Beyond this important gut check, Powell should take a long look in the mirror — especially as President Biden mulls his reappointment to another term as chair.

As our friends Pam and Russ Martens of Wall Street on Parade reported yesterday, Powell is perilously close to — or even over — the conflict line in at least one of his personal investment relationships.

The Martens report that a good portion of Powell’s wealth is managed by the hedge fund BlackRock — through its iShares ETFs — and its billionaire chair and CEO Larry Fink.

Interestingly (notoriously?), the Fed gave BlackRock three no-bid contracts last year to manage the Fed’s corporate bond buying programs. Amazingly, under those contracts, BlackRock is allowed to buy its own ETFs.

Now, we’ve learned, via the Martens, that a big piece of the Fed’s reverse repo operations have landed…where?

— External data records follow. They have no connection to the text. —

use crate::error::{Result, TyperError};
use crate::tree::store::TreeStore;
use std::collections::HashSet;
use tracing::{debug, warn};

/// Nodes that are never listed as anyone's child, in insertion order.
pub fn root_candidates(store: &TreeStore) -> Vec<&str> {
    let referenced: HashSet<&str> = store
        .nodes()
        .flat_map(|node| node.children.iter().map(String::as_str))
        .collect();
    store
        .nodes()
        .map(|node| node.name.as_str())
        .filter(|name| !referenced.contains(name))
        .collect()
}

/// Returns the root of the organism's tree: the first node (insertion order)
/// that appears in no children list.
///
/// A malformed import can leave several such nodes; the first one wins and the
/// others are reported as a warning.
pub fn find_root(store: &TreeStore) -> Result<&str> {
    let candidates = root_candidates(store);
    let root = *candidates.first().ok_or_else(|| TyperError::NoRoot {
        organism: store.organism().to_string(),
    })?;
    if candidates.len() > 1 {
        warn!(
            "{} tree has {} parentless nodes, using {} as root; ignored: {}",
            store.organism(),
            candidates.len(),
            root,
            candidates[1..].join(" ")
        );
    }
    debug!("root {} tree: {}", store.organism(), root);
    Ok(root)
}
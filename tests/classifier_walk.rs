use rstest::rstest;
use snp_typer::{AlignedSample, Classifier, MarkerTable, TreeStore, TyperError};

// Fixture tree, every SNP on strain S with derived T / ancestral C:
//
//   ROOT(1) ── A(2) ── A1(3)
//          └── B(4) ── B1(5) ── B11(6) ── B111(8)
//                  └── B2(7)
//
// Positions are in parentheses; a sample string gives the base at each
// position, so "TCCTCCCT" reads ROOT=T A=C A1=C B=T B1=C B11=C B2=C B111=T.

const TREE: &str = "ROOT;A;A1\nROOT;B;B1;B11;B111\nROOT;B;B2\n";
const SNPS: [(&str, usize); 8] = [
    ("ROOT", 1),
    ("A", 2),
    ("A1", 3),
    ("B", 4),
    ("B1", 5),
    ("B11", 6),
    ("B2", 7),
    ("B111", 8),
];

fn markers_without(skip: &[&str]) -> MarkerTable {
    let tsv: String = SNPS
        .iter()
        .filter(|(id, _)| !skip.contains(id))
        .map(|(id, pos)| format!("{}\tTest\tref\tS\t{}\tT\tC\n", id, pos))
        .collect();
    let mut table = MarkerTable::new();
    table.import_tsv(&tsv).expect("import fixture SNPs");
    table
}

fn sample(bases: &str) -> AlignedSample {
    [("S", bases.as_bytes().to_vec())].into_iter().collect()
}

fn classify(bases: &str, threshold: usize) -> (Option<String>, Vec<String>) {
    let tree = TreeStore::from_paths("Test", TREE);
    let markers = markers_without(&[]);
    let result = Classifier::new(&tree, &markers, threshold)
        .classify("ROOT", &sample(bases))
        .expect("classification");
    (result.assigned_node, result.overridden_markers)
}

#[test]
fn follows_derived_path_to_leaf() {
    let (node, overridden) = classify("TCCTTTCT", 0);
    assert_eq!(node.as_deref(), Some("B111"));
    assert!(overridden.is_empty());
}

#[rstest]
#[case::strict(0, "B", &[])]
#[case::one_allowed(1, "B11", &["B1"])]
fn one_ancestral_snp_on_the_path(
    #[case] threshold: usize,
    #[case] expected: &str,
    #[case] overridden: &[&str],
) {
    // B1 is ancestral, B11 derived, B111 ancestral.
    let (node, got) = classify("TCCTCTCC", threshold);
    assert_eq!(node.as_deref(), Some(expected));
    assert_eq!(got, overridden);
}

#[rstest]
#[case::one_allowed(1, "B", &[])]
#[case::two_allowed(2, "B111", &["B1", "B11"])]
fn two_ancestral_snps_on_the_path(
    #[case] threshold: usize,
    #[case] expected: &str,
    #[case] overridden: &[&str],
) {
    // B1 and B11 are ancestral, only B111 below them is derived.
    let (node, got) = classify("TCCTCCCT", threshold);
    assert_eq!(node.as_deref(), Some(expected));
    assert_eq!(got, overridden);
}

#[test]
fn forced_leaf_is_never_accepted() {
    // Nothing below B is derived; forcing B2 (a leaf) must not stick.
    let (node, overridden) = classify("TCCTCCCC", 1);
    assert_eq!(node.as_deref(), Some("B"));
    assert!(overridden.is_empty(), "credit for B2 not returned: {:?}", overridden);
}

#[test]
fn first_derived_sibling_wins() {
    let (node, _) = classify("TTCTCCCC", 0);
    assert_eq!(node.as_deref(), Some("A"));
}

#[test]
fn ancestral_root_is_unclassified_without_tolerance() {
    let (node, overridden) = classify("CCCCCCCC", 0);
    assert_eq!(node, None);
    assert!(overridden.is_empty());
}

#[test]
fn node_without_snp_prunes_its_subtree() {
    let tree = TreeStore::from_paths("Test", TREE);
    let markers = markers_without(&["A"]);
    // A1 is derived but sits under A, which has no SNP record.
    let result = Classifier::new(&tree, &markers, 0)
        .classify("ROOT", &sample("TCTCCCCC"))
        .expect("classification");
    assert_eq!(result.assigned_node.as_deref(), Some("ROOT"));
    assert_eq!(result.absent_markers, vec!["A".to_string()]);
}

#[test]
fn repeated_runs_agree() {
    let tree = TreeStore::from_paths("Test", TREE);
    let markers = markers_without(&[]);
    let classifier = Classifier::new(&tree, &markers, 2);
    let sample = sample("TCCTCCCT");
    let first = classifier.classify("ROOT", &sample).expect("first run");
    let second = classifier.classify("ROOT", &sample).expect("second run");
    assert_eq!(first, second);
}

#[test]
fn missing_strain_aborts() {
    let tree = TreeStore::from_paths("Test", TREE);
    let markers = markers_without(&[]);
    let other: AlignedSample = [("OTHER", b"TTTTTTTT".to_vec())].into_iter().collect();
    let err = Classifier::new(&tree, &markers, 0)
        .classify("ROOT", &other)
        .unwrap_err();
    assert!(
        matches!(err, TyperError::MissingAlignedStrain { ref marker, ref strain } if marker == "ROOT" && strain == "S"),
        "unexpected error: {}",
        err
    );
}

#[test]
fn short_alignment_aborts() {
    let tree = TreeStore::from_paths("Test", TREE);
    let markers = markers_without(&[]);
    // ROOT and B are derived so the walk reaches B1 at position 5.
    let err = Classifier::new(&tree, &markers, 0)
        .classify("ROOT", &sample("TCCT"))
        .unwrap_err();
    assert!(
        matches!(err, TyperError::PositionOutOfRange { position: 5, length: 4, .. }),
        "unexpected error: {}",
        err
    );
}

#[test]
fn ancestral_root_is_forced_when_tolerated() {
    // Only B is derived; the root itself spends the single credit.
    let (node, overridden) = classify("CCCTCCCC", 1);
    assert_eq!(node.as_deref(), Some("B"));
    assert_eq!(overridden, ["ROOT"]);
}

#[test]
fn loop_below_root_is_an_error() {
    // A and B list each other as children on two paths from ROOT.
    let tree = TreeStore::from_paths("Loop", "ROOT;A;B\nROOT;B;A\n");
    let mut markers = MarkerTable::new();
    markers
        .import_tsv("ROOT\tLoop\tref\tS\t1\tT\tC\nA\tLoop\tref\tS\t2\tT\tC\nB\tLoop\tref\tS\t3\tT\tC\n")
        .expect("import SNPs");
    let err = Classifier::new(&tree, &markers, 0)
        .classify("ROOT", &sample("TTT"))
        .unwrap_err();
    assert!(
        matches!(err, TyperError::CyclicTree { ref organism, ref node } if organism == "Loop" && node == "A"),
        "unexpected error: {}",
        err
    );
}
use anyhow::Result;
use indicatif::{ProgressBar, ProgressDrawTarget, ProgressStyle};
use std::time::Duration;

const SPINNER_TEMPLATE: &str = "{spinner:.green} {msg}";
const STEPS_TEMPLATE: &str = "{spinner:.green} [{elapsed_precise}] {msg} {pos}/{len}";

pub(crate) struct ProgressBarBuilder {
    message: String,
    steps: Option<u64>,
    enable_tick: bool,
    hidden: bool,
}

impl ProgressBarBuilder {
    pub(crate) fn new(message: impl Into<String>) -> Self {
        Self {
            message: message.into(),
            steps: None,
            enable_tick: false,
            hidden: false,
        }
    }

    /// Counts `len` discrete steps (e.g. one per reference strain) instead of spinning.
    pub(crate) fn with_steps(mut self, len: u64) -> Self {
        self.steps = Some(len);
        self
    }

    pub(crate) fn with_tick(mut self) -> Self {
        self.enable_tick = true;
        self
    }

    /// Draws nothing, for machine-readable output modes.
    pub(crate) fn hidden(mut self, hidden: bool) -> Self {
        self.hidden = hidden;
        self
    }

    pub(crate) fn build(self) -> Result<ProgressBar> {
        let (pb, template) = match self.steps {
            Some(len) => (ProgressBar::new(len), STEPS_TEMPLATE),
            None => (ProgressBar::new_spinner(), SPINNER_TEMPLATE),
        };

        pb.set_style(ProgressStyle::default_spinner().template(template)?);
        pb.set_message(self.message);
        if self.hidden {
            pb.set_draw_target(ProgressDrawTarget::hidden());
        }

        if self.enable_tick {
            pb.enable_steady_tick(Duration::from_millis(200));
        }

        Ok(pb)
    }
}
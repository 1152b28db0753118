use crate::commands::open_database;
use crate::config::Config;
use crate::tree::{find_root, tree_to_newick};
use anyhow::Result;
use tracing::warn;

pub fn newick(config: &Config, organism: &str) -> Result<()> {
    let db = open_database(config)?;
    let record = db.organism(organism)?;
    let conversion = tree_to_newick(&record.tree);
    println!("{}", conversion.newick);
    if !conversion.is_complete() {
        warn!(
            "{} of {} nodes could not be placed in the newick tree",
            conversion.unresolved.len(),
            record.tree.len()
        );
    }
    Ok(())
}

pub fn root(config: &Config, organism: &str) -> Result<()> {
    let db = open_database(config)?;
    let record = db.organism(organism)?;
    let root = find_root(&record.tree)?;
    println!("{}", root);
    Ok(())
}
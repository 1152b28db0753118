pub mod markers;
pub mod newick;
pub mod root;
pub mod store;
pub mod types;

pub use markers::{MarkerImportStats, MarkerTable};
pub use newick::{tree_to_newick, NewickConversion};
pub use root::{find_root, root_candidates};
pub use store::TreeStore;
pub use types::{MarkerRecord, TreeNode};
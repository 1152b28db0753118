use clap::{ArgAction, Parser, Subcommand};
use std::path::PathBuf;

#[derive(Parser)]
#[command(author, version, about, long_about = None)]
pub struct Args {
    /// Database file (overrides db_path from config.toml)
    #[arg(long, global = true)]
    pub db: Option<PathBuf>,

    /// Read settings from this file instead of the user config directory
    #[arg(long, global = true)]
    pub config: Option<PathBuf>,

    /// Increase log verbosity (-v info, -vv debug, -vvv trace)
    #[arg(short, long, action = ArgAction::Count, global = true)]
    pub verbose: u8,

    #[command(subcommand)]
    pub command: Commands,
}

#[derive(Subcommand)]
pub enum Commands {
    /// Create empty tree, SNP and sequence tables for an organism
    InitOrganism {
        organism: String,
    },

    /// Remove an organism and all of its data from the database
    DeleteOrganism {
        organism: String,
        /// Do not ask for confirmation
        #[arg(long)]
        yes: bool,
    },

    /// Import a tree given as one ancestor path per line (ROOT;N2;N5)
    ImportTree {
        organism: String,
        tree_file: PathBuf,
    },

    /// Import a tab-separated SNP table
    ImportSnps {
        organism: String,
        snp_file: PathBuf,
    },

    /// Import the reference genome of one strain from a FASTA file
    ImportSequence {
        organism: String,
        strain: String,
        fasta_file: PathBuf,
    },

    /// Print the organism's tree in newick format
    Newick {
        organism: String,
    },

    /// Print the root node of the organism's tree
    Root {
        organism: String,
    },

    /// Classify one or more query genomes against the organism's SNP tree
    Classify {
        organism: String,
        /// Query FASTA files (or a sample name when --aligned is given)
        #[arg(required = true)]
        queries: Vec<String>,
        /// Number of SNPs allowed to be in the ancestral state on the path
        #[arg(short = 'a', long)]
        allow_differences: Option<usize>,
        /// Print "<sample>\t<node>" instead of the plain sentence
        #[arg(long)]
        tab_sep: bool,
        /// Write the observed base of every SNP to <query>_snplist.txt
        #[arg(long)]
        list_snps: bool,
        /// Pre-aligned FASTA for a strain, skipping the aligner
        #[arg(long, value_name = "STRAIN=FILE", value_parser = parse_aligned)]
        aligned: Vec<(String, PathBuf)>,
        /// Write all results to a JSON file
        #[arg(long, value_name = "FILE")]
        json: Option<PathBuf>,
        /// Maximum concurrent alignments (0 = one per reference)
        #[arg(short = 'j', long)]
        num_threads: Option<usize>,
        /// Keep the per-strain alignments in the current directory
        #[arg(long)]
        save_align: bool,
    },

    /// Print the effective configuration as TOML
    ShowConfig,
}

fn parse_aligned(value: &str) -> Result<(String, PathBuf), String> {
    match value.split_once('=') {
        Some((strain, path)) if !strain.is_empty() && !path.is_empty() => {
            Ok((strain.to_string(), PathBuf::from(path)))
        }
        _ => Err(format!("expected STRAIN=FILE, got '{}'", value)),
    }
}
use crossbeam_channel::{bounded, unbounded};
use std::thread;

/// Number of workers for `jobs` jobs when at most `max_threads` may run;
/// 0 means no limit.
pub fn worker_count(max_threads: usize, jobs: usize) -> usize {
    let workers = if max_threads == 0 || max_threads > jobs {
        jobs
    } else {
        max_threads
    };
    workers.max(1)
}

/// Runs `work` over `jobs` on at most `max_threads` threads and returns the
/// results in job order.
pub fn run_bounded<J, T, F>(jobs: Vec<J>, max_threads: usize, work: F) -> Vec<T>
where
    J: Send,
    T: Send,
    F: Fn(J) -> T + Sync,
{
    let total = jobs.len();
    let workers = worker_count(max_threads, total);
    let (job_tx, job_rx) = bounded::<(usize, J)>(workers * 2);
    let (result_tx, result_rx) = unbounded::<(usize, T)>();

    thread::scope(|scope| {
        for _ in 0..workers {
            let job_rx = job_rx.clone();
            let result_tx = result_tx.clone();
            let work = &work;
            scope.spawn(move || {
                while let Ok((idx, job)) = job_rx.recv() {
                    if result_tx.send((idx, work(job))).is_err() {
                        break;
                    }
                }
            });
        }
        drop(result_tx);

        for job in jobs.into_iter().enumerate() {
            if job_tx.send(job).is_err() {
                break;
            }
        }
        drop(job_tx);
    });

    let mut slots: Vec<Option<T>> = (0..total).map(|_| None).collect();
    for (idx, result) in result_rx.iter() {
        slots[idx] = Some(result);
    }
    slots.into_iter().flatten().collect()
}

#[cfg(test)]
mod tests {
    use super::*;
    use std::sync::atomic::{AtomicUsize, Ordering};

    #[test]
    fn worker_count_is_bounded_by_jobs() {
        assert_eq!(worker_count(0, 3), 3);
        assert_eq!(worker_count(8, 3), 3);
        assert_eq!(worker_count(2, 3), 2);
        assert_eq!(worker_count(0, 0), 1);
    }

    #[test]
    fn results_keep_job_order() {
        let results = run_bounded((0..20).collect(), 3, |n: u32| n * 2);
        assert_eq!(results, (0..20).map(|n| n * 2).collect::<Vec<_>>());
    }

    #[test]
    fn never_exceeds_thread_limit() {
        let running = AtomicUsize::new(0);
        let peak = AtomicUsize::new(0);
        run_bounded((0..12).collect::<Vec<u32>>(), 2, |_| {
            let now = running.fetch_add(1, Ordering::SeqCst) + 1;
            peak.fetch_max(now, Ordering::SeqCst);
            std::thread::sleep(std::time::Duration::from_millis(5));
            running.fetch_sub(1, Ordering::SeqCst);
        });
        assert!(peak.load(Ordering::SeqCst) <= 2);
    }
}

You guessed it — in BlackRock money market funds. 

Crane Repo Data reports that as of September 30th, BlackRock’s Liquid FedFund money market fund held $84 billion of the Fed’s reverse repos, and its Liquid T-Fund held $65 billion — a combined $149 billion.

The Fed has been raising eyebrows in some corners of Wall Street and getting a wink and a nod in others — as its reverse repos have soared to a daily total of over $1.4 trillion from nearly zero a year ago. 

Crane Data notes that money market funds are holding almost all of that $1.4 trillion — at least $149 billion of which is in funds managed by the same firm that manages a portion of Jerome Powell’s personal wealth. 

Talk about the appearance of a conflict of interest!